By Abdul-Khaleq Dosky – published by Niqash
Non-governmental organisations in Iraqi Kurdistan are lobbying for a change in the regional law relating to their work. They say the decades-old law is preventing them from doing their job.
12.05.2016  |  Dohuk

Iraqi schoolchildren with donated books and pens. (photo: Staff Sgt. Alex Licea)
According to legal experts in the semi-autonomous, northern region, aging legislation on how NGOs can be founded and funded is having a negative impact on important social welfare work in the region. Law Number 18 was last amended in 1993.
“The law is old and has a lot of holes,” says Hokr Jatto, a local lawyer and human rights activist. “The law explicitly gives the political class the right to interfere in the NGOs.”
Jatto also points out that the role of NGOs in Iraqi Kurdistan has changed. They used to act a little bit like unions, defending the rights of those they represented – say, farmers or engineers.

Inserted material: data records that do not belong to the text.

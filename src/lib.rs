//! `MedBay` - A medicine schedule and daily dose tracker
//!
//! This crate tracks the medicines a user takes on a weekly schedule, the
//! supply left for each, and a per-day checklist of doses taken. State lives in
//! a JSON document that is rewritten after every change and reconciled against
//! the current day whenever it is loaded.

// Deny the most critical lints that could lead to bugs or security issues
#![deny(
    // Security and correctness
    unsafe_code,
    unsafe_op_in_unsafe_fn,

    // Code quality - things that are almost always bugs
    unreachable_code,
    unreachable_patterns,
    unused_must_use,

    // Documentation - broken links are bugs
    rustdoc::broken_intra_doc_links,
    rustdoc::private_intra_doc_links,
)]
// Warn on things that should be fixed but aren't necessarily bugs
#![warn(
    // Documentation - missing docs should be added gradually
    missing_docs,

    // Clippy categories for overall code quality
    clippy::all,
    clippy::pedantic,
    clippy::nursery,

    // Performance
    clippy::inefficient_to_string,
    clippy::large_types_passed_by_value,
    clippy::needless_pass_by_value,
    clippy::unnecessary_wraps,

    // Correctness
    clippy::clone_on_ref_ptr,
    clippy::dbg_macro,
    clippy::exit,
    clippy::expect_used,
    clippy::float_cmp,
    clippy::panic,
    clippy::todo,
    clippy::unimplemented,
    clippy::unwrap_used,

    // Complexity and readability
    clippy::cognitive_complexity,
    clippy::large_enum_variant,
    clippy::match_same_arms,
    clippy::too_many_lines,

    // Style consistency
    clippy::enum_glob_use,
    clippy::inconsistent_struct_constructor,
    clippy::missing_errors_doc,
    clippy::missing_panics_doc,
    clippy::must_use_candidate,
    clippy::redundant_closure_for_method_calls,
    clippy::semicolon_if_nothing_returned,
    clippy::wildcard_imports,

    // Future compatibility
    future_incompatible,
    rust_2018_idioms,
)]
// Allow some pedantic lints that are too noisy or not applicable
#![allow(
    clippy::module_name_repetitions,  // Common pattern in Rust
    clippy::missing_errors_doc,        // Will add gradually
    clippy::missing_panics_doc,        // Will add gradually
)]

/// Command-line interface over the medicine store
pub mod cli;
/// Configuration management for settings and the document location
pub mod config;
/// Core business logic - store, reconciliation, document codec, and reports
pub mod core;
/// In-memory entities: medicines, doses, schedules, and today's checklist
pub mod entities;
/// Unified error types and result handling
pub mod errors;

#[cfg(test)]
pub mod test_utils;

The old law on NGOs says that, in order to register an organization, permission must be obtained from the authorities. “The law also allows the state to arrest or close any association that starts working before getting those permissions,” Jatto notes.
The rules around funding are also tricky, he adds, explaining that it’s very unclear where NGOs can get money from.

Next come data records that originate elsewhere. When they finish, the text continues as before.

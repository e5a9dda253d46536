//! Weekly schedule - how many doses of a medicine are due on each day of the week.
//!
//! Days are indexed from 0 (Sunday) to 6 (Saturday), matching the order of the
//! `sun`..`sat` fields in the persisted document.

use crate::errors::{Error, Result};
use chrono::{Datelike, NaiveDate, Weekday};
use serde::{Deserialize, Serialize};
use std::{fmt, str::FromStr};

/// Number of slots in a weekly schedule.
pub const DAYS_IN_WEEK: usize = 7;

/// Short day labels, indexed like the schedule.
pub const DAY_LABELS: [&str; DAYS_IN_WEEK] = ["sun", "mon", "tue", "wed", "thu", "fri", "sat"];

/// Returns the schedule index (Sunday = 0 … Saturday = 6) for a weekday.
#[must_use]
pub fn day_index_of_weekday(weekday: Weekday) -> usize {
    weekday.num_days_from_sunday() as usize
}

/// Returns the schedule index of the day of the week `date` falls on.
#[must_use]
pub fn day_index_of(date: NaiveDate) -> usize {
    day_index_of_weekday(date.weekday())
}

/// Doses scheduled per day of the week; 0 means not scheduled that day.
#[derive(Debug, Clone, Copy, PartialEq, Eq, Default, Serialize, Deserialize)]
pub struct WeeklySchedule([u32; DAYS_IN_WEEK]);

impl WeeklySchedule {
    #[must_use]
    pub const fn new(doses: [u32; DAYS_IN_WEEK]) -> Self {
        Self(doses)
    }

    /// Doses due on `day`. Indexes past Saturday have nothing scheduled.
    #[must_use]
    pub fn doses_on(&self, day: usize) -> u32 {
        self.0.get(day).copied().unwrap_or(0)
    }

    #[must_use]
    pub fn is_scheduled_on(&self, day: usize) -> bool {
        self.doses_on(day) != 0
    }

    #[must_use]
    pub const fn as_array(&self) -> &[u32; DAYS_IN_WEEK] {
        &self.0
    }
}

impl From<[u32; DAYS_IN_WEEK]> for WeeklySchedule {
    fn from(doses: [u32; DAYS_IN_WEEK]) -> Self {
        Self(doses)
    }
}

/// Parses the comma form `sun,mon,tue,wed,thu,fri,sat`, e.g. `0,1,1,1,1,1,0`.
impl FromStr for WeeklySchedule {
    type Err = Error;

    fn from_str(s: &str) -> Result<Self> {
        let parts: Vec<&str> = s.split(',').map(str::trim).collect();
        if parts.len() != DAYS_IN_WEEK {
            return Err(Error::InvalidSchedule {
                message: format!(
                    "expected {DAYS_IN_WEEK} comma-separated values, got {}",
                    parts.len()
                ),
            });
        }

        let mut doses = [0_u32; DAYS_IN_WEEK];
        for (slot, (part, label)) in doses.iter_mut().zip(parts.iter().zip(DAY_LABELS)) {
            *slot = part.parse().map_err(|e| Error::InvalidSchedule {
                message: format!("{label}: '{part}' is not a dose count ({e})"),
            })?;
        }
        Ok(Self(doses))
    }
}

impl fmt::Display for WeeklySchedule {
    fn fmt(&self, f: &mut fmt::Formatter<'_>) -> fmt::Result {
        let parts: Vec<String> = self.0.iter().map(u32::to_string).collect();
        write!(f, "{}", parts.join(","))
    }
}
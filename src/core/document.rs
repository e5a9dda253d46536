//! The persisted JSON document and its mapping to entities.
//!
//! The document holds the checklist for the day it was written on and every
//! medicine the user tracks:
//!
//! ```json
//! {
//!   "today": { "dayInt": 1, "todayArray": [ { "name": "Aspirin", "taken": 1 } ] },
//!   "medicines": [
//!     { "name": "Aspirin", "doseSize": 81, "doseInventory": 29, "doseUnit": "mg",
//!       "sun": 1, "mon": 1, "tue": 1, "wed": 1, "thu": 1, "fri": 1, "sat": 1,
//!       "description": "", "id": "1191" }
//!   ]
//! }
//! ```
//!
//! Medicine record fields are declared in document order so that writing the
//! same state twice produces the same bytes.

use super::factory::MedicineFactory;
use crate::{
    entities::{Medicine, Today, WeeklySchedule},
    errors::{Error, Result},
};
use serde::{Deserialize, Serialize};
use std::collections::BTreeMap;

/// Top-level persisted document.
#[derive(Debug, Clone, PartialEq, Eq, Serialize, Deserialize)]
pub struct StoreDocument {
    pub today: TodayRecord,
    pub medicines: Vec<MedicineRecord>,
}

/// The checklist as of the last write, tagged with the day it belongs to.
#[derive(Debug, Clone, PartialEq, Eq, Serialize, Deserialize)]
#[serde(rename_all = "camelCase")]
pub struct TodayRecord {
    /// Day index (Sunday = 0) the checklist was written on. Kept signed so a
    /// hand-edited out-of-range value reads as a stale day instead of failing.
    pub day_int: i64,
    pub today_array: Vec<ChecklistRecord>,
}

#[derive(Debug, Clone, PartialEq, Eq, Serialize, Deserialize)]
pub struct ChecklistRecord {
    pub name: String,
    pub taken: i64,
}

/// One medicine, flattened with its dose and per-day schedule.
#[derive(Debug, Clone, PartialEq, Eq, Serialize, Deserialize)]
#[serde(rename_all = "camelCase")]
pub struct MedicineRecord {
    pub name: String,
    pub dose_size: u32,
    pub dose_inventory: i64,
    pub dose_unit: String,
    pub sun: u32,
    pub mon: u32,
    pub tue: u32,
    pub wed: u32,
    pub thu: u32,
    pub fri: u32,
    pub sat: u32,
    pub description: String,
    pub id: String,
}

impl MedicineRecord {
    #[must_use]
    pub const fn weekly_schedule(&self) -> WeeklySchedule {
        WeeklySchedule::new([
            self.sun, self.mon, self.tue, self.wed, self.thu, self.fri, self.sat,
        ])
    }

    /// Builds the entity through the factory.
    #[must_use]
    pub fn into_medicine(self, factory: &MedicineFactory) -> Medicine {
        let weekly_schedule = self.weekly_schedule();
        factory.create_medicine(
            self.name,
            self.dose_size,
            self.dose_inventory,
            self.dose_unit,
            weekly_schedule,
            self.description,
            self.id,
        )
    }
}

impl From<&Medicine> for MedicineRecord {
    fn from(medicine: &Medicine) -> Self {
        let [sun, mon, tue, wed, thu, fri, sat] = *medicine.weekly_schedule.as_array();
        Self {
            name: medicine.name.clone(),
            dose_size: medicine.dose.size,
            dose_inventory: medicine.dose.inventory,
            dose_unit: medicine.dose.unit.clone(),
            sun,
            mon,
            tue,
            wed,
            thu,
            fri,
            sat,
            description: medicine.description.clone(),
            id: medicine.id.clone(),
        }
    }
}

impl StoreDocument {
    /// Snapshots the in-memory state. Medicines are written in name order.
    #[must_use]
    pub fn from_state(medicines: &BTreeMap<String, Medicine>, today: &Today) -> Self {
        Self {
            today: TodayRecord {
                day_int: i64::try_from(today.day()).unwrap_or(i64::MAX),
                today_array: today
                    .checklist()
                    .iter()
                    .map(|(name, taken)| ChecklistRecord {
                        name: name.clone(),
                        taken: *taken,
                    })
                    .collect(),
            },
            medicines: medicines.values().map(MedicineRecord::from).collect(),
        }
    }

    /// Rebuilds the medicine map. A later record with a duplicate name
    /// replaces the earlier one.
    #[must_use]
    pub fn build_medicines(&self, factory: &MedicineFactory) -> BTreeMap<String, Medicine> {
        self.medicines
            .iter()
            .cloned()
            .map(|record| {
                let medicine = record.into_medicine(factory);
                (medicine.name.clone(), medicine)
            })
            .collect()
    }
}

/// Parses a persisted document.
pub fn decode(contents: &str) -> Result<StoreDocument> {
    serde_json::from_str(contents).map_err(|e| Error::MalformedDocument {
        message: e.to_string(),
    })
}

/// Serializes a document for storage.
pub fn encode(document: &StoreDocument) -> Result<String> {
    serde_json::to_string_pretty(document).map_err(|e| Error::MalformedDocument {
        message: format!("Failed to serialize document: {e}"),
    })
}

“We support amendments to this law or even a whole new law,” says Narudin Butti, who heads the Zheen Association for the Physically Disabled in Dohuk. “We are having a great deal of trouble getting funding.”
In the past there have been meetings and discussions organised that have brought together the heads of various NGOs in the region, says Hoshyar Malo, a lawyer and human rights activist who consults for the International Centre for Not-For-Profit Law in Iraqi Kurdistan. At these meetings the various needed amendments were identified by the NGOs themselves.
“The law is not suitable for contemporary conditions in Iraqi Kurdistan and it needs modification,” Malo confirms.  “It should be more open. Lawyers also need to study it more because the law seems to be putting a lot of obstacles in the NGOs’ way.”
Funding is a particular problem, Malo explains, because the law doesn’t oblige the local authorities to help fund the NGOs nor does it specify how exactly NGOs are allowed to obtain funding from other sources. “In Article 9 the Law mentions revenues but it doesn’t talk about where the revenues come from,” Malo concluded.
One of the biggest problems with the current law is the fact that it enshrines government intervention in NGO activities. This is a reflection of the era in which the law was first written, Malo explains. The first version of the law actually appeared in the 1960s and it was amended in the 1990s.
“The essence of the law remained as it was first drafted and it is high time to change it, to make it more responsive to the spirit of modern society,” Malo argues, adding that after the next consultative conference on the topic is held in Erbil, a draft law should be ready to submit to the Iraqi Kurdish Parliament.